Ninguno de sus compañeros reaccionó a esa pregunta, solo él, que se quedó congelado por un instante, temeroso de voltear atrás. Las orejas se le pusieron calientes, al tiempo que las piernas le vacilaban y las manos le hormigueaban.
Un sentimiento primitivo lo dominó, como el de un cervatillo que siente la pesada mirada del cazador en su nuca, pero que no puede encontrarlo por más que lo busque. Así se sentía Diego, con la diferencia de que él no despegaba la mirada del frente, viendo como sus amigos se le adelantaban poco a poco.
De pronto, como si un niño se le hubiese subido a los hombros, sintió un peso agotador y luego la textura de una bufanda rodeándole el cuello comenzó a asfixiarlo. Intentó quitárselo de encima, pero fue en vano, aunque lo sentía, no podía tocarlo y solo lograba rasguñarse con fuerza el cuello y dar golpes al aire una y otra vez.
Sus instintos más básicos despertaron, y varios gritos internos que solo él pudo escuchar le suplicaron que corriera «¡Muévete! ¡Muévete! ¡Corre, idiota! ¡Que nos va a matar!», pero las piernas no le contestaron. En ese momento hubiese sido más fácil empujar a la mula más terca o al buey más pesado que intentar mover a Diego de su lugar.
El cuerpo se le había vuelto pesado, como si sobre sus hombros reposaran toneladas de hormigón. Y aun así, de manera casi sobrenatural, su pierna se movió, pero no al frente, como Diego deseaba para poder alcanzar a sus amigos, sino hacia la izquierda. Poco a poco su cuerpo giró en esa dirección hasta que posó la mirada sobre el Pastor de Nubes, la icónica obra de arte que tantos graduados habían visto al salir del Aula Magna... al pie de la escultura un muñeco lo esperaba.

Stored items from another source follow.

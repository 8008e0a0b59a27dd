use crate::{
    compute::Sales,
    data::{Error, Mode},
    read::{load_registry, split_lines, Store},
    select::select_record_files,
    write::render_summary,
};
use log::info;

/// Runs the whole job over `store`: load the registries, pick the record
/// files, accumulate them, then write one summary per registry. The first
/// failure stops everything, and nothing is written unless every step
/// before the writes succeeded.
pub(crate) fn run<S: Store>(store: &mut S, mode: Mode) -> Result<Sales, Error> {
    let registries = mode
        .kinds()
        .iter()
        .map(|&kind| load_registry(&*store, kind))
        .collect::<Result<Vec<_>, _>>()?;
    let mut sales = Sales::new(mode, registries);

    let records = select_record_files(store.file_names()?)?;
    info!("{} record files selected", records.len());

    for file in &records {
        let text = store.read(file)?;
        sales.add_record(file, &split_lines(&text))?;
    }

    let summaries = sales
        .registries
        .iter()
        .map(|registry| {
            render_summary(registry).map(|contents| (registry.kind.summary_file(), contents))
        })
        .collect::<Result<Vec<_>, _>>()?;
    for (file, contents) in summaries {
        store.write(file, &contents)?;
        info!("{file} written");
    }
    Ok(sales)
}
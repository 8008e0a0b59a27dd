use crate::data::Mode;
use std::path::PathBuf;

pub(crate) const USAGE: &str = "usage: sales-tally [--branch-only] <directory>";

/// What a run works on, taken from the command line.
#[derive(Debug, PartialEq, Eq)]
pub(crate) struct Config {
    pub dir: PathBuf,
    pub mode: Mode,
}

impl Config {
    /// Parses the arguments following the program name.
    pub fn from_args<I: IntoIterator<Item = String>>(args: I) -> Result<Self, anyhow::Error> {
        let mut mode = Mode::default();
        let mut dir = None;
        for arg in args {
            match arg.as_str() {
                "--branch-only" => mode = Mode::BranchOnly,
                flag if flag.starts_with("--") => anyhow::bail!("unknown option {flag}"),
                _ if dir.is_some() => anyhow::bail!("more than one directory given"),
                _ => dir = Some(PathBuf::from(&arg)),
            }
        }
        let dir = dir.ok_or_else(|| anyhow::anyhow!("no directory given"))?;
        Ok(Self { dir, mode })
    }
}

#[cfg(test)]
mod tests {
    use super::Config;
    use crate::data::Mode;

    fn parse(args: &[&str]) -> Result<Config, anyhow::Error> {
        Config::from_args(args.iter().map(|a| a.to_string()))
    }

    #[test]
    fn directory_only() {
        assert_eq!(
            parse(&["/tmp/sales"]).unwrap(),
            Config {
                dir: "/tmp/sales".into(),
                mode: Mode::Dual,
            }
        );
    }

    #[test]
    fn branch_only() {
        assert_eq!(parse(&["--branch-only", "sales"]).unwrap().mode, Mode::BranchOnly);
        assert_eq!(parse(&["sales", "--branch-only"]).unwrap().mode, Mode::BranchOnly);
    }

    #[test]
    fn bad_arguments() {
        assert!(parse(&[]).is_err());
        assert!(parse(&["a", "b"]).is_err());
        assert!(parse(&["--verbose", "a"]).is_err());
        assert!(parse(&["--branch-only"]).is_err());
    }
}
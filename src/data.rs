use regex::Regex;
use std::{collections::BTreeMap, sync::LazyLock};
use thiserror::Error;

/// Running totals must stay strictly below this: ten digits at most.
pub const TOTAL_CEILING: u64 = 10_000_000_000;

static BRANCH_CODE: LazyLock<Regex> =
    LazyLock::new(|| Regex::new(r"^[0-9]{3}$").expect("static"));
static COMMODITY_CODE: LazyLock<Regex> =
    LazyLock::new(|| Regex::new(r"^[a-zA-Z0-9]{8}$").expect("static"));

/// The two code families. Each one has its own definition file, its own
/// summary file and its own format rule for codes.
#[derive(Debug, Clone, Copy, PartialEq, Eq)]
pub enum RegistryKind {
    Branch,
    Commodity,
}

impl RegistryKind {
    /// Human-readable name used in messages
    pub fn label(self) -> &'static str {
        match self {
            RegistryKind::Branch => "branch",
            RegistryKind::Commodity => "commodity",
        }
    }

    pub fn definition_file(self) -> &'static str {
        match self {
            RegistryKind::Branch => "branch.lst",
            RegistryKind::Commodity => "commodity.lst",
        }
    }

    pub fn summary_file(self) -> &'static str {
        match self {
            RegistryKind::Branch => "branch.out",
            RegistryKind::Commodity => "commodity.out",
        }
    }

    /// Branch codes are exactly 3 ASCII digits, commodity codes exactly
    /// 8 ASCII alphanumerics.
    pub fn is_valid_code(self, code: &str) -> bool {
        match self {
            RegistryKind::Branch => BRANCH_CODE.is_match(code),
            RegistryKind::Commodity => COMMODITY_CODE.is_match(code),
        }
    }
}

/// Which registries are in scope for a run. This also fixes the shape of
/// every record file.
#[derive(Debug, Clone, Copy, PartialEq, Eq, Default)]
pub enum Mode {
    BranchOnly,
    #[default]
    Dual,
}

impl Mode {
    pub fn kinds(self) -> &'static [RegistryKind] {
        match self {
            Mode::BranchOnly => &[RegistryKind::Branch],
            Mode::Dual => &[RegistryKind::Branch, RegistryKind::Commodity],
        }
    }

    /// One line per code in scope, then the amount.
    pub fn record_lines(self) -> usize {
        self.kinds().len() + 1
    }
}

/// A known code: its display name and what has been sold under it so far.
#[derive(Debug, Default, Clone, PartialEq, Eq)]
pub struct Entity {
    pub name: String,
    pub total: u64,
}

/// Every code of one family, in ascending code order. Names are fixed once
/// loaded; only totals move afterwards.
#[derive(Debug, Clone, PartialEq, Eq)]
pub struct Registry {
    pub kind: RegistryKind,
    pub entities: BTreeMap<String, Entity>,
}

impl Registry {
    pub fn new(kind: RegistryKind) -> Self {
        Self {
            kind,
            entities: BTreeMap::new(),
        }
    }

    pub fn total(&self, code: &str) -> Option<u64> {
        self.entities.get(code).map(|entity| entity.total)
    }
}

/// Everything that can stop a run. The `Display` text is the message shown
/// to the user, so some variants carry more context than they print.
#[derive(Error, Debug, PartialEq, Eq)]
pub enum Error {
    #[error("An unexpected error occurred")]
    Unknown(String),
    #[error("{} definition file does not exist", .0.label())]
    MissingDefinitionFile(RegistryKind),
    #[error("{} definition file has an invalid format", .0.label())]
    DefinitionFormatInvalid(RegistryKind),
    #[error("Sales file names are not sequential")]
    NonSequentialRecordFiles { previous: String, next: String },
    #[error("{0} has an invalid format")]
    RecordShapeInvalid(String),
    #[error("{0} has an invalid branch code")]
    UnknownBranchCode(String),
    #[error("{0} has an invalid commodity code")]
    UnknownCommodityCode(String),
    // Reported like any unexpected condition; the file only goes to the log.
    #[error("An unexpected error occurred")]
    AmountNotNumeric(String),
    #[error("Total amount exceeded 10 digits")]
    AmountOverflow(String),
}

impl Error {
    pub fn unknown_code(kind: RegistryKind, file: &str) -> Self {
        match kind {
            RegistryKind::Branch => Error::UnknownBranchCode(file.to_owned()),
            RegistryKind::Commodity => Error::UnknownCommodityCode(file.to_owned()),
        }
    }

    /// Process exit status for this failure; 0 is reserved for success.
    pub fn exit_code(&self) -> u8 {
        match self {
            Error::Unknown(_) => 1,
            Error::MissingDefinitionFile(_) => 2,
            Error::DefinitionFormatInvalid(_) => 3,
            Error::NonSequentialRecordFiles { .. } => 4,
            Error::RecordShapeInvalid(_) => 5,
            Error::UnknownBranchCode(_) => 6,
            Error::UnknownCommodityCode(_) => 7,
            Error::AmountNotNumeric(_) => 8,
            Error::AmountOverflow(_) => 9,
        }
    }
}

impl From<std::io::Error> for Error {
    fn from(e: std::io::Error) -> Self {
        Error::Unknown(e.to_string())
    }
}

impl From<csv::Error> for Error {
    fn from(e: csv::Error) -> Self {
        Error::Unknown(e.to_string())
    }
}
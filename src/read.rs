use crate::data::{Entity, Error, Registry, RegistryKind};
use log::{info, warn};
use std::{
    fs,
    path::{Path, PathBuf},
};

/// Everything the pipeline needs from the outside world, addressed by plain
/// file names inside one directory. Implemented over a real directory by
/// `DirStore`, and in memory by the tests.
pub(crate) trait Store {
    fn exists(&self, name: &str) -> bool;
    fn read(&self, name: &str) -> Result<String, Error>;
    /// Names of the regular files only, in no particular order.
    fn file_names(&self) -> Result<Vec<String>, Error>;
    fn write(&mut self, name: &str, contents: &[u8]) -> Result<(), Error>;
}

/// `Store` backed by a directory on disk.
pub(crate) struct DirStore {
    dir: PathBuf,
}

impl DirStore {
    pub fn new<P: AsRef<Path>>(dir: P) -> Self {
        Self {
            dir: dir.as_ref().to_owned(),
        }
    }
}

impl Store for DirStore {
    fn exists(&self, name: &str) -> bool {
        self.dir.join(name).exists()
    }

    fn read(&self, name: &str) -> Result<String, Error> {
        Ok(fs::read_to_string(self.dir.join(name))?)
    }

    fn file_names(&self) -> Result<Vec<String>, Error> {
        let mut names = Vec::new();
        for entry in fs::read_dir(&self.dir)? {
            let entry = entry?;
            // follows symlinks; anything that can't be looked at (a dangling
            // link for one) is not a file
            if !matches!(fs::metadata(entry.path()), Ok(meta) if meta.is_file()) {
                continue;
            }
            // a name that isn't valid UTF-8 can't be a record file anyway
            if let Ok(name) = entry.file_name().into_string() {
                names.push(name);
            }
        }
        Ok(names)
    }

    fn write(&mut self, name: &str, contents: &[u8]) -> Result<(), Error> {
        fs::write(self.dir.join(name), contents)?;
        Ok(())
    }
}

/// Splits text into lines ended by `\n`, `\r\n` or a lone `\r`. A final
/// terminator does not open an extra empty line.
pub(crate) fn split_lines(text: &str) -> Vec<&str> {
    let mut lines = Vec::new();
    let mut rest = text;
    while !rest.is_empty() {
        match rest.find(|c: char| c == '\r' || c == '\n') {
            Some(end) => {
                lines.push(&rest[..end]);
                let skip = if rest[end..].starts_with("\r\n") { 2 } else { 1 };
                rest = &rest[end + skip..];
            }
            None => {
                lines.push(rest);
                break;
            }
        }
    }
    lines
}

/// Builds a registry out of a definition file. Each line is `code,name`;
/// anything else rejects the whole file.
pub(crate) fn parse_registry(kind: RegistryKind, text: &str) -> Result<Registry, Error> {
    // the CSV reader skips blank lines, which are malformed definitions here
    if split_lines(text).iter().any(|line| line.is_empty()) {
        return Err(Error::DefinitionFormatInvalid(kind));
    }
    let mut rdr = csv::ReaderBuilder::new()
        .has_headers(false)
        .flexible(true)
        .quoting(false)
        .from_reader(text.as_bytes());

    let mut registry = Registry::new(kind);
    for result in rdr.records() {
        let record = result?;
        if record.len() != 2 {
            return Err(Error::DefinitionFormatInvalid(kind));
        }
        let (code, name) = (&record[0], &record[1]);
        if !kind.is_valid_code(code) || name.is_empty() {
            return Err(Error::DefinitionFormatInvalid(kind));
        }
        let entity = Entity {
            name: name.to_owned(),
            total: 0,
        };
        if let Some(previous) = registry.entities.insert(code.to_owned(), entity) {
            warn!(
                "{} code {code} defined twice, {:?} replaced by {name:?}",
                kind.label(),
                previous.name
            );
        }
    }
    Ok(registry)
}

/// Loads the definition file of `kind` out of `store`.
pub(crate) fn load_registry<S: Store>(store: &S, kind: RegistryKind) -> Result<Registry, Error> {
    let file = kind.definition_file();
    if !store.exists(file) {
        return Err(Error::MissingDefinitionFile(kind));
    }
    let registry = parse_registry(kind, &store.read(file)?)?;
    info!(
        "{} registry loaded from {file}: {} codes",
        kind.label(),
        registry.entities.len()
    );
    Ok(registry)
}
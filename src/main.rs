use config::{Config, USAGE};
use data::Error;
use env_logger::Env;
use log::{error, info};
use read::DirStore;
use std::process::ExitCode;

mod compute;
mod config;
mod data;
mod pipeline;
mod read;
mod select;
mod write;

/// Logger settings read from `env`. Nothing is logged unless asked for, so a
/// failed run prints its one message and nothing else.
fn log_builder(env: Env<'_>) -> env_logger::Builder {
    env_logger::Builder::from_env(env.default_filter_or("off"))
}

fn main() -> ExitCode {
    log_builder(Env::default()).init();

    let config = match Config::from_args(std::env::args().skip(1)) {
        Ok(config) => config,
        Err(e) => {
            error!("{e}; {USAGE}");
            let e = Error::Unknown(e.to_string());
            println!("{e}");
            return ExitCode::from(e.exit_code());
        }
    };
    info!("tallying {} ({:?})", config.dir.display(), config.mode);

    let mut store = DirStore::new(&config.dir);
    match pipeline::run(&mut store, config.mode) {
        Ok(_) => ExitCode::SUCCESS,
        Err(e) => {
            match &e {
                Error::Unknown(detail) => error!("{detail}"),
                Error::AmountNotNumeric(file) => error!("{file}: amount is not a number"),
                Error::NonSequentialRecordFiles { previous, next } => {
                    error!("{next} does not follow {previous}")
                }
                _ => {}
            }
            println!("{e}");
            ExitCode::from(e.exit_code())
        }
    }
}
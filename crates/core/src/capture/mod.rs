use std::{
    borrow::Cow,
    path::{Path, PathBuf},
};

use crate::{Result, TagMeldError};

/// Output of one external tool run, captured by the caller before the engine
/// sees it. The engine never runs tools itself.
#[derive(Debug, Clone, PartialEq, Eq)]
pub struct ToolCapture {
    /// Name of the tool, used in error messages.
    pub tool: String,
    /// File the tool was pointed at.
    pub path: PathBuf,
    /// Exit status; `None` when the process died from a signal.
    pub status: Option<i32>,
    pub stdout: Vec<u8>,
    pub stderr: Vec<u8>,
}

impl ToolCapture {
    /// A run that exited with status zero.
    pub fn success(
        tool: impl Into<String>,
        path: impl AsRef<Path>,
        stdout: impl Into<Vec<u8>>,
    ) -> Self {
        Self {
            tool: tool.into(),
            path: path.as_ref().to_path_buf(),
            status: Some(0),
            stdout: stdout.into(),
            stderr: Vec::new(),
        }
    }

    /// A run that failed with the given status and diagnostic output.
    pub fn failure(
        tool: impl Into<String>,
        path: impl AsRef<Path>,
        status: Option<i32>,
        stderr: impl Into<Vec<u8>>,
    ) -> Self {
        Self {
            tool: tool.into(),
            path: path.as_ref().to_path_buf(),
            status,
            stdout: Vec::new(),
            stderr: stderr.into(),
        }
    }

    pub fn succeeded(&self) -> bool {
        self.status == Some(0)
    }

    /// Returns stdout as text, or [`TagMeldError::ToolFailed`] carrying the
    /// captured stderr when the run did not succeed. Invalid UTF-8 is
    /// replaced rather than rejected.
    pub fn stdout_checked(&self) -> Result<Cow<'_, str>> {
        if !self.succeeded() {
            return Err(TagMeldError::ToolFailed {
                tool: self.tool.clone(),
                path: self.path.clone(),
                status: self.status,
                stderr: String::from_utf8_lossy(&self.stderr).into_owned(),
            });
        }

        Ok(String::from_utf8_lossy(&self.stdout))
    }
}
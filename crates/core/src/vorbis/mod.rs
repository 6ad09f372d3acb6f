//! Parser for Vorbis comment exports (`metaflac --export-tags-to=-`) and the
//! picture block listing (`metaflac --list --block-type=PICTURE`).
//!
//! Unlike the MP4 path, `TRACKNUMBER` and `DISCNUMBER` keep the raw source
//! string in `text`; only the numeric fields are derived.

use crate::{
    capture::ToolCapture,
    config::VorbisConfig,
    pair::{parse_lenient, parse_pair},
    tables::vorbis_to_semantic,
    tags::{CanonicalTagSet, DISC_NUMBER_KEY, TRACK_NUMBER_KEY},
    Result,
};

/// Parses a captured Vorbis comment export using the default configuration.
///
/// `pictures` is the separate picture block listing for the same file. A
/// missing or failed listing yields a picture count of zero and never fails
/// the parse.
pub fn parse_vorbis_dump(
    tags: &ToolCapture,
    pictures: Option<&ToolCapture>,
) -> Result<CanonicalTagSet> {
    parse_vorbis_dump_with(&VorbisConfig::default(), tags, pictures)
}

/// Same as [`parse_vorbis_dump`] with an explicit configuration.
pub fn parse_vorbis_dump_with(
    config: &VorbisConfig,
    tags: &ToolCapture,
    pictures: Option<&ToolCapture>,
) -> Result<CanonicalTagSet> {
    let text = tags.stdout_checked()?;
    let mut parsed = parse_vorbis_text(&text);
    parsed.picture_count = pictures
        .map(|listing| picture_count_from_capture(listing, &config.picture_marker))
        .unwrap_or(0);
    Ok(parsed)
}

/// Parses `KEY=value` lines into a [`CanonicalTagSet`]. The first `=` splits
/// key from value; lines without a key are skipped.
pub fn parse_vorbis_text(text: &str) -> CanonicalTagSet {
    let mut tags = CanonicalTagSet::new();

    for line in text.lines() {
        let Some((key, value)) = line.split_once('=') else {
            continue;
        };
        if key.is_empty() {
            continue;
        }

        let key = key.to_uppercase();
        match key.as_str() {
            "TRACKNUMBER" => {
                tags.track = parse_pair(value).0;
                tags.append(TRACK_NUMBER_KEY, value);
            }
            "TRACKTOTAL" | "TOTALTRACKS" => {
                tags.track_total = parse_total(value);
                tags.append(vorbis_to_semantic(&key), value);
            }
            "DISCNUMBER" => {
                tags.disc = parse_pair(value).0;
                tags.append(DISC_NUMBER_KEY, value);
            }
            "DISCTOTAL" | "TOTALDISCS" => {
                tags.disc_total = parse_total(value);
                tags.append(vorbis_to_semantic(&key), value);
            }
            _ => tags.append(vorbis_to_semantic(&key), value),
        }
    }

    tags
}

/// Counts the lines of a picture block listing that carry `marker`.
pub fn count_picture_blocks(listing: &str, marker: &str) -> u32 {
    let count = listing.lines().filter(|line| line.contains(marker)).count();
    u32::try_from(count).unwrap_or(u32::MAX)
}

fn picture_count_from_capture(listing: &ToolCapture, marker: &str) -> u32 {
    match listing.stdout_checked() {
        Ok(text) => count_picture_blocks(&text, marker),
        Err(err) => {
            tracing::debug!(error = %err, "picture listing unavailable, assuming no pictures");
            0
        }
    }
}

// Totals are plain integers; surrounding whitespace is not tolerated.
fn parse_total(value: &str) -> u32 {
    if value.trim() != value {
        return 0;
    }
    parse_lenient(value)
}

Diego no daba crédito a lo que veía, a lo que sentía, creyéndose en un sueño lúcido que era incapaz de controlar. Su cuerpo avanzó a un paso lento y continuó hasta llegar a la escultura y, sin dudarlo un segundo, sin poder reconocer si los movimientos que hacía eran por voluntad propia o no, se agachó y recogió ese muñeco lleno de detalles, una especie de payaso.
Media unos treinta centímetros y estaba hecho de madera, con el rostro perfilado, pintado con cuidado y decorado con colorete, ojos verde intenso y una sonrisa grande de extremo a extremo. Iba vestido con ropa delicada, con rombos y rayas intercaladas de colores vivos e intensos, rojo, verde y amarillo. Un sombrero sencillo sobre su cabello aguamarina y un corbatín estrafalario completaban la indumentaria. En la mano derecha apretaba un bastón colorido y en la izquierda un pañuelo rojo.
Diego contempló absorto aquel fino muñeco hasta que escuchó leves susurros. Inocente creyó que eran sus compañeros, pero no, eran las risillas, el preludio de una voz que él ya conocía. Esta vez, aunque no había cambiado su tono suave y melódico, le dijo a Diego unas palabras que sonaron como gritos amedrentadores. Una frase simple, pero que lo hizo sacudirse con fuerza; un ultimátum.
—Jugaremos el juego de la escalera.
«¿Acaso estoy inconsciente? ¿Me desmayé en el entrenamiento? Estoy alucinando, esto es una pesadilla, tengo parálisis del sueño o algo así». Su mente se negaba a creer lo que veía e intentaba buscarle explicación, mientras intentaba voltear hacia sus compañeros.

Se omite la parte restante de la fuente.